Task goal
Search the material below for "pipeline" and copy every line where it occurs.
____
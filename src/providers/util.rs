use std::future::Future;
use std::time::Duration;
use tracing::debug;

/// Whether a failed request is worth repeating.
///
/// Client errors (4xx other than 429) are final: the ECB answers 404 when a
/// window has no observations, and retrying will not change that.
pub fn is_transient(err: &reqwest::Error) -> bool {
    match err.status() {
        Some(status) => status.is_server_error() || status.as_u16() == 429,
        None => true,
    }
}

/// Retries an async request on transient failures.
///
/// Runs `operation` once plus up to `retries` more times, sleeping `delay_ms`
/// between attempts. Non-transient errors are returned immediately.
pub async fn with_retry<F, Fut, T>(
    mut operation: F,
    retries: usize,
    delay_ms: u64,
) -> Result<T, reqwest::Error>
where
    F: FnMut() -> Fut,
    Fut: Future<Output = Result<T, reqwest::Error>>,
{
    let mut attempt = 1;
    loop {
        match operation().await {
            Ok(val) => return Ok(val),
            Err(err) => {
                if attempt > retries || !is_transient(&err) {
                    return Err(err);
                }
                debug!(
                    "Attempt {}/{} failed: {}. Retrying...",
                    attempt,
                    retries + 1,
                    err
                );
                attempt += 1;
                tokio::time::sleep(Duration::from_millis(delay_ms)).await;
            }
        }
    }
}
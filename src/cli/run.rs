//! One pipeline run: resolve window, fetch, derive, load.

use super::ui;
use crate::core::config::AppConfig;
use crate::core::{
    CurrencyCode, EtlError, EurRateSeries, LoadWindow, RateSource, compute_cross_rates,
    resolve_window,
};
use crate::store::Warehouse;
use anyhow::Context;
use chrono::NaiveDate;
use futures::future::join_all;
use tracing::{info, warn};

/// Counts reported at the end of a run.
#[derive(Debug, Clone, PartialEq, Eq)]
pub struct RunSummary {
    pub window: LoadWindow,
    pub dates_inserted: usize,
    pub observations_fetched: usize,
    pub rates_derived: usize,
    pub rows_loaded: usize,
}

impl RunSummary {
    fn up_to_date() -> Self {
        RunSummary {
            window: LoadWindow::UpToDate,
            dates_inserted: 0,
            observations_fetched: 0,
            rates_derived: 0,
            rows_loaded: 0,
        }
    }
}

/// Fetches every non-EUR currency concurrently and collects the results.
async fn fetch_eur_series(
    source: &dyn RateSource,
    currencies: &[CurrencyCode],
    start: NaiveDate,
    end: NaiveDate,
) -> EurRateSeries {
    let to_fetch: Vec<&CurrencyCode> = currencies.iter().filter(|c| !c.is_eur()).collect();

    let pb = ui::new_progress_bar(to_fetch.len() as u64);
    pb.set_message("Fetching ECB rates");
    let fetches = to_fetch.into_iter().map(|currency| {
        let pb = pb.clone();
        async move {
            let series = source.fetch(currency, start, end).await;
            pb.inc(1);
            (currency.clone(), series)
        }
    });
    let results = join_all(fetches).await;
    pb.finish_and_clear();

    results.into_iter().collect()
}

fn display_fetch_summary(eur_series: &EurRateSeries) {
    let mut table = ui::new_styled_table();
    table.set_header(vec![
        ui::header_cell("Currency"),
        ui::header_cell("Observations"),
        ui::header_cell("First"),
        ui::header_cell("Last"),
    ]);
    for (currency, series) in eur_series.iter() {
        table.add_row(vec![
            comfy_table::Cell::new(format!("EUR/{currency}")),
            ui::count_cell(series.len()),
            ui::format_optional_cell(series.keys().next(), |d| d.to_string()),
            ui::format_optional_cell(series.keys().next_back(), |d| d.to_string()),
        ]);
    }
    println!("{table}");
}

/// Executes one run against `warehouse` as of `today`.
///
/// Schema creation failures are setup errors; everything after the window
/// is resolved is a run error. Source failures never abort the run.
pub async fn execute(
    config: &AppConfig,
    warehouse: &mut Warehouse,
    source: &dyn RateSource,
    today: NaiveDate,
) -> Result<RunSummary, EtlError> {
    warehouse.setup_schema().map_err(EtlError::Setup)?;

    let persisted_max_date = warehouse.max_loaded_date().map_err(EtlError::Run)?;
    if let Some(latest) = persisted_max_date.filter(|d| *d > today) {
        warn!(%latest, %today, "Warehouse holds dates after today");
    }

    let window = resolve_window(persisted_max_date, today, config.history_start);
    info!(%window, "Resolved load window");
    println!(
        "{} {}",
        ui::style_text("Load window:", ui::StyleType::TotalLabel),
        window
    );

    let Some((start, end)) = window.range() else {
        return Ok(RunSummary::up_to_date());
    };

    let dates_inserted = warehouse
        .populate_date_dimension(start, end)
        .context("Failed to populate date dimension")
        .map_err(EtlError::Run)?;

    let eur_series = fetch_eur_series(source, &config.currencies, start, end).await;
    display_fetch_summary(&eur_series);
    if eur_series.is_empty() {
        println!(
            "{}",
            ui::style_text("No rates available for this window", ui::StyleType::Warning)
        );
    }

    let observations = compute_cross_rates(&eur_series, &config.currencies, &config.source_name);
    let rows_loaded = warehouse
        .upsert_rates(&observations)
        .context("Failed to load rates")
        .map_err(EtlError::Run)?;

    let summary = RunSummary {
        window,
        dates_inserted,
        observations_fetched: eur_series.observation_count(),
        rates_derived: observations.len(),
        rows_loaded,
    };
    println!(
        "{} {} {}",
        ui::style_text("Loaded", ui::StyleType::TotalLabel),
        ui::style_text(&summary.rows_loaded.to_string(), ui::StyleType::TotalValue),
        ui::style_text(
            &format!(
                "currency pair rates ({} derived from {} EUR observations)",
                summary.rates_derived, summary.observations_fetched
            ),
            ui::StyleType::Subtle
        ),
    );
    Ok(summary)
}
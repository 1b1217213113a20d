use super::currency::CurrencyCode;
use anyhow::{Context, Result, bail};
use chrono::NaiveDate;
use directories::ProjectDirs;
use serde::{Deserialize, Serialize};
use std::collections::HashSet;
use std::{fs, path::PathBuf};
use tracing::debug;

const DEFAULT_CURRENCIES: [&str; 7] = ["NOK", "EUR", "SEK", "PLN", "RON", "DKK", "CZK"];

#[derive(Debug, Deserialize, Serialize, Clone)]
#[serde(default)]
pub struct EcbProviderConfig {
    pub base_url: String,
    /// Per-request timeout.
    pub timeout_secs: u64,
    /// Extra attempts after a transient failure.
    pub retries: usize,
    pub retry_delay_ms: u64,
}

impl Default for EcbProviderConfig {
    fn default() -> Self {
        EcbProviderConfig {
            base_url: "https://data-api.ecb.europa.eu".to_string(),
            timeout_secs: 30,
            retries: 2,
            retry_delay_ms: 500,
        }
    }
}

#[derive(Debug, Deserialize, Serialize, Clone, Default)]
pub struct ProvidersConfig {
    #[serde(default)]
    pub ecb: EcbProviderConfig,
}

#[derive(Debug, Deserialize, Serialize, Clone)]
#[serde(default)]
pub struct AppConfig {
    /// Currencies to derive pairs for; EUR is the quoting base.
    pub currencies: Vec<CurrencyCode>,
    /// First date of a full load.
    pub history_start: NaiveDate,
    pub database_path: Option<String>,
    /// Tag stored with every loaded rate.
    pub source_name: String,
    pub providers: ProvidersConfig,
}

impl Default for AppConfig {
    fn default() -> Self {
        AppConfig {
            currencies: DEFAULT_CURRENCIES
                .iter()
                .filter_map(|c| c.parse().ok())
                .collect(),
            history_start: NaiveDate::from_ymd_opt(2024, 1, 1).unwrap_or_default(),
            database_path: None,
            source_name: "ECB".to_string(),
            providers: ProvidersConfig::default(),
        }
    }
}

impl AppConfig {
    /// Loads the config from the default location, falling back to defaults
    /// when no config file has been created yet.
    pub fn load() -> Result<Self> {
        debug!("Loading default config");
        let config_path = Self::default_config_path()?;
        if !config_path.exists() {
            debug!(
                "No config at {}, using built-in defaults",
                config_path.display()
            );
            let config = Self::default();
            config.validate()?;
            return Ok(config);
        }
        Self::load_from_path(&config_path)
    }

    pub fn default_config_path() -> Result<PathBuf> {
        let proj_dirs = ProjectDirs::from("org", "fxdwh", "fxdwh")
            .context("Could not determine project directories")?;
        Ok(proj_dirs.config_dir().join("config.yaml"))
    }

    pub fn database_path(&self) -> Result<PathBuf> {
        if let Some(custom_path) = &self.database_path {
            return Ok(PathBuf::from(custom_path));
        }
        let proj_dirs = ProjectDirs::from("org", "fxdwh", "fxdwh")
            .context("Could not determine project directories")?;
        Ok(proj_dirs.data_dir().join("fx_dwh.db"))
    }

    pub fn load_from_path<P: AsRef<std::path::Path>>(path: P) -> Result<Self> {
        let config_str = fs::read_to_string(path.as_ref())
            .with_context(|| format!("Failed to read config file: {}", path.as_ref().display()))?;

        let config: Self = serde_yaml::from_str(&config_str)
            .with_context(|| format!("Failed to parse config file: {}", path.as_ref().display()))?;
        config
            .validate()
            .with_context(|| format!("Invalid config file: {}", path.as_ref().display()))?;
        debug!("Successfully loaded config");
        Ok(config)
    }

    pub fn validate(&self) -> Result<()> {
        if self.currencies.is_empty() {
            bail!("At least one currency must be configured");
        }
        let mut seen = HashSet::new();
        for currency in &self.currencies {
            if !seen.insert(currency) {
                bail!("Duplicate currency in config: {}", currency);
            }
        }
        if self.source_name.trim().is_empty() {
            bail!("source_name must not be empty");
        }
        Ok(())
    }
}
//! Rate types shared by the source client, the calculator and the warehouse

use super::currency::CurrencyCode;
use anyhow::{Result, anyhow, bail};
use chrono::NaiveDate;
use std::collections::BTreeMap;
use std::fmt::Display;
use tracing::debug;

/// A strictly positive, finite exchange rate.
#[derive(Debug, Clone, Copy, PartialEq, PartialOrd)]
pub struct Rate(f64);

impl Rate {
    pub fn new(value: f64) -> Result<Self> {
        if value.is_finite() && value > 0.0 {
            Ok(Rate(value))
        } else {
            Err(anyhow!("Invalid rate: {}", value))
        }
    }

    pub fn value(&self) -> f64 {
        self.0
    }
}

impl Display for Rate {
    fn fmt(&self, f: &mut std::fmt::Formatter<'_>) -> std::fmt::Result {
        write!(f, "{}", self.0)
    }
}

/// 1 unit of `base_currency` = `rate` units of `quote_currency` on `date`.
#[derive(Debug, Clone, PartialEq)]
pub struct RateObservation {
    date: NaiveDate,
    base_currency: CurrencyCode,
    quote_currency: CurrencyCode,
    rate: Rate,
    source: String,
}

impl RateObservation {
    /// Fails when base and quote are the same currency.
    pub fn new(
        date: NaiveDate,
        base_currency: CurrencyCode,
        quote_currency: CurrencyCode,
        rate: Rate,
        source: impl Into<String>,
    ) -> Result<Self> {
        if base_currency == quote_currency {
            bail!("Base and quote currency are both {base_currency} on {date}");
        }
        Ok(RateObservation {
            date,
            base_currency,
            quote_currency,
            rate,
            source: source.into(),
        })
    }

    pub fn date(&self) -> NaiveDate {
        self.date
    }

    pub fn base_currency(&self) -> &CurrencyCode {
        &self.base_currency
    }

    pub fn quote_currency(&self) -> &CurrencyCode {
        &self.quote_currency
    }

    pub fn rate(&self) -> Rate {
        self.rate
    }

    pub fn source(&self) -> &str {
        &self.source
    }
}

/// Rates for a single currency, ordered by date.
pub type DateSeries = BTreeMap<NaiveDate, Rate>;

/// EUR-quoted series per currency, as fetched from the source.
///
/// EUR itself never has a series: any attempt to insert one is dropped.
#[derive(Debug, Clone, Default)]
pub struct EurRateSeries {
    series: BTreeMap<CurrencyCode, DateSeries>,
}

impl EurRateSeries {
    pub fn new() -> Self {
        Self::default()
    }

    pub fn insert(&mut self, currency: CurrencyCode, series: DateSeries) {
        if currency.is_eur() {
            debug!("Ignoring EUR/EUR series");
            return;
        }
        self.series.insert(currency, series);
    }

    pub fn get(&self, currency: &CurrencyCode) -> Option<&DateSeries> {
        self.series.get(currency)
    }

    pub fn iter(&self) -> impl Iterator<Item = (&CurrencyCode, &DateSeries)> {
        self.series.iter()
    }

    /// Total number of observations across all currencies.
    pub fn observation_count(&self) -> usize {
        self.series.values().map(BTreeMap::len).sum()
    }

    pub fn is_empty(&self) -> bool {
        self.observation_count() == 0
    }
}

impl FromIterator<(CurrencyCode, DateSeries)> for EurRateSeries {
    fn from_iter<I: IntoIterator<Item = (CurrencyCode, DateSeries)>>(iter: I) -> Self {
        let mut eur_series = EurRateSeries::new();
        for (currency, series) in iter {
            eur_series.insert(currency, series);
        }
        eur_series
    }
}
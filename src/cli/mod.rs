pub mod run;
pub mod setup;
pub mod ui;
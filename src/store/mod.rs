//! SQLite star-schema warehouse: `dim_date` and `fact_fx_rates`.

use crate::core::RateObservation;
use crate::core::date_dim::date_range;
use anyhow::{Context, Result};
use chrono::NaiveDate;
use rusqlite::{Connection, OptionalExtension, params};
use std::path::Path;
use tracing::{debug, info};

const DATE_FORMAT: &str = "%Y-%m-%d";

/// Single-writer handle on the warehouse database.
pub struct Warehouse {
    conn: Connection,
}

impl Warehouse {
    /// Opens (or creates) the database file, creating its directory if needed.
    pub fn open(path: &Path) -> Result<Self> {
        if let Some(parent) = path.parent().filter(|p| !p.as_os_str().is_empty()) {
            std::fs::create_dir_all(parent)
                .with_context(|| format!("Failed to create directory: {}", parent.display()))?;
        }
        let conn = Connection::open(path)
            .with_context(|| format!("Failed to open database: {}", path.display()))?;
        debug!("Opened warehouse at {}", path.display());
        Self::with_connection(conn)
    }

    pub fn open_in_memory() -> Result<Self> {
        let conn = Connection::open_in_memory().context("Failed to open in-memory database")?;
        Self::with_connection(conn)
    }

    /// The bundled SQLite enforces foreign keys by default. `fact_fx_rates.date`
    /// is declared against `dim_date` but not enforced, so a rate dated outside
    /// the populated dimension still loads.
    fn with_connection(conn: Connection) -> Result<Self> {
        conn.pragma_update(None, "foreign_keys", false)
            .context("Failed to disable foreign key enforcement")?;
        Ok(Self { conn })
    }

    /// Creates both tables if they do not exist yet.
    pub fn setup_schema(&self) -> Result<()> {
        self.conn
            .execute_batch(
                "CREATE TABLE IF NOT EXISTS dim_date (
                    date TEXT PRIMARY KEY,
                    year INTEGER NOT NULL,
                    month INTEGER NOT NULL,
                    day INTEGER NOT NULL
                );
                CREATE TABLE IF NOT EXISTS fact_fx_rates (
                    id INTEGER PRIMARY KEY AUTOINCREMENT,
                    date TEXT NOT NULL,
                    base_currency TEXT NOT NULL,
                    quote_currency TEXT NOT NULL,
                    rate REAL NOT NULL,
                    source TEXT NOT NULL,
                    loaded_at TEXT DEFAULT CURRENT_TIMESTAMP,
                    FOREIGN KEY (date) REFERENCES dim_date(date),
                    UNIQUE(date, base_currency, quote_currency)
                );",
            )
            .context("Failed to create warehouse schema")?;
        debug!("Warehouse schema ready");
        Ok(())
    }

    fn fact_table_exists(&self) -> Result<bool> {
        let name: Option<String> = self
            .conn
            .query_row(
                "SELECT name FROM sqlite_master WHERE type = 'table' AND name = 'fact_fx_rates'",
                [],
                |row| row.get(0),
            )
            .optional()
            .context("Failed to inspect schema")?;
        Ok(name.is_some())
    }

    /// Latest date present in the fact table; `None` if the table is missing
    /// or empty.
    pub fn max_loaded_date(&self) -> Result<Option<NaiveDate>> {
        if !self.fact_table_exists()? {
            return Ok(None);
        }
        let max: Option<String> = self
            .conn
            .query_row("SELECT MAX(date) FROM fact_fx_rates", [], |row| row.get(0))
            .context("Failed to query latest loaded date")?;

        max.map(|s| {
            NaiveDate::parse_from_str(&s, DATE_FORMAT)
                .with_context(|| format!("Invalid date in fact_fx_rates: {s}"))
        })
        .transpose()
    }

    /// Upserts all observations in one transaction, replacing rows with the
    /// same (date, base, quote). Returns the number of rows written.
    pub fn upsert_rates(&mut self, observations: &[RateObservation]) -> Result<usize> {
        let tx = self
            .conn
            .transaction()
            .context("Failed to start load transaction")?;
        let mut written = 0;
        {
            let mut stmt = tx
                .prepare(
                    "INSERT INTO fact_fx_rates (date, base_currency, quote_currency, rate, source)
                     VALUES (?1, ?2, ?3, ?4, ?5)
                     ON CONFLICT(date, base_currency, quote_currency) DO UPDATE SET
                        rate = excluded.rate,
                        source = excluded.source,
                        loaded_at = CURRENT_TIMESTAMP",
                )
                .context("Failed to prepare rate upsert")?;

            for obs in observations {
                written += stmt
                    .execute(params![
                        obs.date().format(DATE_FORMAT).to_string(),
                        obs.base_currency().as_str(),
                        obs.quote_currency().as_str(),
                        obs.rate().value(),
                        obs.source(),
                    ])
                    .with_context(|| {
                        format!(
                            "Failed to write {}/{} for {}",
                            obs.base_currency(),
                            obs.quote_currency(),
                            obs.date()
                        )
                    })?;
            }
        }
        tx.commit().context("Failed to commit rates")?;

        info!(rows = written, "Loaded rates into warehouse");
        Ok(written)
    }

    /// Inserts one `dim_date` row per day in `start..=end`, skipping dates
    /// already present. Returns the number of new rows.
    pub fn populate_date_dimension(&mut self, start: NaiveDate, end: NaiveDate) -> Result<usize> {
        let rows = date_range(start, end);
        let tx = self
            .conn
            .transaction()
            .context("Failed to start date dimension transaction")?;
        let mut inserted = 0;
        {
            let mut stmt = tx
                .prepare(
                    "INSERT OR IGNORE INTO dim_date (date, year, month, day) VALUES (?1, ?2, ?3, ?4)",
                )
                .context("Failed to prepare date dimension insert")?;
            for row in &rows {
                inserted += stmt
                    .execute(params![
                        row.date.format(DATE_FORMAT).to_string(),
                        row.year,
                        row.month,
                        row.day
                    ])
                    .with_context(|| format!("Failed to insert date {}", row.date))?;
            }
        }
        tx.commit().context("Failed to commit date dimension")?;

        debug!(
            days = rows.len(),
            inserted, "Populated date dimension from {} to {}", start, end
        );
        Ok(inserted)
    }

    pub fn count_rates(&self) -> Result<usize> {
        let count: i64 = self
            .conn
            .query_row("SELECT COUNT(*) FROM fact_fx_rates", [], |row| row.get(0))
            .context("Failed to count rates")?;
        Ok(count as usize)
    }

    pub fn count_dates(&self) -> Result<usize> {
        let count: i64 = self
            .conn
            .query_row("SELECT COUNT(*) FROM dim_date", [], |row| row.get(0))
            .context("Failed to count dates")?;
        Ok(count as usize)
    }

    /// Stored rate for one pair on one date.
    pub fn get_rate(&self, date: NaiveDate, base: &str, quote: &str) -> Result<Option<f64>> {
        self.conn
            .query_row(
                "SELECT rate FROM fact_fx_rates
                 WHERE date = ?1 AND base_currency = ?2 AND quote_currency = ?3",
                params![date.format(DATE_FORMAT).to_string(), base, quote],
                |row| row.get(0),
            )
            .optional()
            .context("Failed to query rate")
    }
}
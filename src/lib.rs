pub mod cli;
pub mod core;
pub mod providers;
pub mod store;

use crate::cli::run::RunSummary;
use crate::core::EtlError;
use crate::core::config::AppConfig;
use crate::providers::EcbRateSource;
use crate::store::Warehouse;
use anyhow::Context;
use chrono::NaiveDate;
use tracing::{debug, info};

pub enum AppCommand {
    Run,
}

pub fn load_config(config_path: Option<&str>) -> Result<AppConfig, EtlError> {
    let config = match config_path {
        Some(path) => AppConfig::load_from_path(path),
        None => AppConfig::load(),
    };
    config.map_err(EtlError::Setup)
}

/// Runs one pipeline pass with `config` as of today's local date.
pub async fn run_with_config(config: &AppConfig) -> Result<RunSummary, EtlError> {
    run_as_of(config, chrono::Local::now().date_naive()).await
}

/// Runs one pipeline pass against the configured warehouse and ECB endpoint,
/// treating `today` as the current date.
pub async fn run_as_of(config: &AppConfig, today: NaiveDate) -> Result<RunSummary, EtlError> {
    let db_path = config.database_path().map_err(EtlError::Setup)?;
    let mut warehouse = Warehouse::open(&db_path).map_err(EtlError::Setup)?;
    let source = EcbRateSource::new(&config.providers.ecb)
        .context("Failed to create ECB client")
        .map_err(EtlError::Setup)?;

    cli::run::execute(config, &mut warehouse, &source, today).await
}

pub async fn run_command(
    command: AppCommand,
    config_path: Option<&str>,
) -> Result<RunSummary, EtlError> {
    info!("FX warehouse ETL starting...");

    let config = load_config(config_path)?;
    debug!("Loaded config: {config:#?}");

    match command {
        AppCommand::Run => run_with_config(&config).await,
    }
}
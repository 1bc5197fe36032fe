/// quote an SQL identifier, table names can't be bound as parameters
pub fn quote_identifier(identifier: &str) -> String {
    format!("\"{}\"", identifier.replace('"', "\"\""))
}

#[cfg(test)]
mod tests {
    use super::quote_identifier;

    #[test]
    fn quotes_and_escapes() {
        assert_eq!(quote_identifier("runs"), "\"runs\"");
        assert_eq!(quote_identifier("we\"ird"), "\"we\"\"ird\"");
    }
}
____
Written solution
//! One pipeline run: resolve window, fetch, derive, load.
/// Runs one pipeline pass with `config` as of today's local date.
/// Runs one pipeline pass against the configured warehouse and ECB endpoint,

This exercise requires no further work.